Para Winnicott (1950-1955/2000a), o primeiro padrão refere-se ao que ele chama de saúde e isto depende do cuidado ambiental, da mãe suficientemente boa que, conforme abordado no capítulo anterior, identificada com seu bebê, expressa amor inicialmente por meios

físicos, ao “segurá-lo” desde o útero até o colo, adaptando-se às necessidades do bebê. “Nestas condições, e somente nestas condições, o indivíduo pode começar a existir, começar a existir para viver as experiências do id.” (p. 298). O autor faz uma ressalva importante de que, neste período primitivo, o que a fusão entre o potencial de motilidade e o potencial erótico permite não diz respeito a gestos de oposição, no sentido de reações à frustração, mas que a motilidade do feto precisa encontrar uma oposição adequada. Caso isso não ocorra, como descrevemos no segundo e terceiro padrões, esse movimento de expansão do feto permanecerá sem experiências constituindo-se como ameaça a seu bem-estar (sensação de realidade ou de existir).
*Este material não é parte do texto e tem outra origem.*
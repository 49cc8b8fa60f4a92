//! Board domain models, shaped like the upstream task API's JSON.

use serde::{Deserialize, Serialize};

/// A board on the upstream service.
#[derive(Debug, Clone, PartialEq, Serialize, Deserialize)]
pub struct Board {
    pub id: String,
    pub name: String,
    #[serde(default, skip_serializing_if = "Option::is_none")]
    pub url: Option<String>,
}

/// A list (column) within a board.
#[derive(Debug, Clone, PartialEq, Serialize, Deserialize)]
#[serde(rename_all = "camelCase")]
pub struct List {
    pub id: String,
    pub name: String,
    #[serde(default, skip_serializing_if = "Option::is_none")]
    pub id_board: Option<String>,
    /// Upstream ordering position within the board.
    #[serde(default)]
    pub pos: f64,
    #[serde(default)]
    pub closed: bool,
}

/// A card owned by exactly one list.
#[derive(Debug, Clone, PartialEq, Serialize, Deserialize)]
#[serde(rename_all = "camelCase")]
pub struct Card {
    pub id: String,
    pub name: String,
    #[serde(default, skip_serializing_if = "Option::is_none")]
    pub desc: Option<String>,
    pub id_list: String,
    /// Upstream ordering position within the list. Only used to order a fetched list.
    #[serde(default, skip_serializing_if = "Option::is_none")]
    pub pos: Option<f64>,
    #[serde(default)]
    pub closed: bool,
}

impl Card {
    /// Build a card with the fields the engine cares about.
    pub fn new(id: impl Into<String>, id_list: impl Into<String>, name: impl Into<String>) -> Self {
        Self {
            id: id.into(),
            name: name.into(),
            desc: None,
            id_list: id_list.into(),
            pos: None,
            closed: false,
        }
    }

    /// Set the description.
    pub fn with_desc(mut self, desc: impl Into<String>) -> Self {
        self.desc = Some(desc.into());
        self
    }

    /// Merge a field patch into this card. Returns true if anything changed.
    pub fn merge(&mut self, patch: &CardPatch) -> bool {
        let mut changed = false;
        if let Some(name) = &patch.name {
            if &self.name != name {
                self.name = name.clone();
                changed = true;
            }
        }
        if let Some(desc) = &patch.desc {
            if self.desc.as_ref() != Some(desc) {
                self.desc = Some(desc.clone());
                changed = true;
            }
        }
        changed
    }
}

/// Field-level changes to a card's text. Absent fields are left untouched.
///
/// The owning list is deliberately not part of a patch: a list change is a
/// move and travels as its own delta.
#[derive(Debug, Clone, Default, PartialEq, Eq, Hash, Serialize, Deserialize)]
pub struct CardPatch {
    #[serde(default, skip_serializing_if = "Option::is_none")]
    pub name: Option<String>,
    #[serde(default, skip_serializing_if = "Option::is_none")]
    pub desc: Option<String>,
}

impl CardPatch {
    pub fn name(name: impl Into<String>) -> Self {
        Self {
            name: Some(name.into()),
            desc: None,
        }
    }

    pub fn is_empty(&self) -> bool {
        self.name.is_none() && self.desc.is_none()
    }

    /// The values `card` currently holds for the fields this patch touches.
    ///
    /// Read before a change, applying the result undoes it. A description that was
    /// absent reverts to the empty string, which is how the upstream API
    /// represents "no description".
    pub fn read_from(&self, card: &Card) -> Self {
        Self {
            name: self.name.as_ref().map(|_| card.name.clone()),
            desc: self
                .desc
                .as_ref()
                .map(|_| card.desc.clone().unwrap_or_default()),
        }
    }

    /// Stable textual form used for duplicate detection.
    pub fn fingerprint(&self) -> String {
        format!(
            "name={}|desc={}",
            self.name.as_deref().unwrap_or("\u{0}"),
            self.desc.as_deref().unwrap_or("\u{0}")
        )
    }
}

/// A list and its current ordered card sequence, as handed to subscribers.
#[derive(Debug, Clone, PartialEq, Serialize, Deserialize)]
#[serde(rename_all = "camelCase")]
pub struct ListSnapshot {
    pub list_id: String,
    pub name: String,
    pub cards: Vec<Card>,
}

impl ListSnapshot {
    /// Card ids in order; handy for assertions and logging.
    pub fn card_ids(&self) -> Vec<&str> {
        self.cards.iter().map(|c| c.id.as_str()).collect()
    }
}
Nesses casos, em que o potencial de motilidade se torna matéria de experiência somente pela intrusão ambiental, Winnicott afirma estar diante do campo da doença.

Quando o primeiro padrão não está estabelecido não pode haver fusão, a não ser de um modo secundário, através da ‘erotização’ de elementos agressivos. Eis aí uma das raízes das tendências sádicas compulsivas, que vez por outra transforma-se em masoquismo. O indivíduo não consegue sentir-se real a não ser quando se comporta de modo destrutivo e impiedoso. . . . Aqui o erótico funde-se à motilidade, enquanto na saúde é mais correto dizer que a motilidade funde-se ao erótico. (Winnicott, 1950- 1955/2000a, p. 299)

Por meio destes padrões de negociação, podemos perceber que o resultado da negociação entre a força-vital de expansão, a motilidade natural do feto e as formas de oposição do ambiente conduzem a inclusão do potencial agressivo no impulso do amor primitivo (Pinheiro, 2018). O estudo da motilidade na teoria do desenvolvimento emocional de Winnicott (1950-1955/2000a), permite-nos compreender quantos fenômenos importantes, através do movimento corporal fetal no encontro com o ambiente, ocorrem nos primórdios da constituição subjetiva, antes mesmo do nascimento e da primeira mamada teórica, mesmo em um tempo em que a organização do ego ainda é extremamente imatura. A soma das experiências motoras favorece de modo bastante significativo a capacidade do indivíduo de começar a existir, e por meio da identificação primária, “rejeitar a casca e tornar-se o núcleo” (p. 300), a partir de um ambiente suficientemente bom. Somente através de um ambiente suficientemente bom é que poderá ocorrer o processo de diferenciação.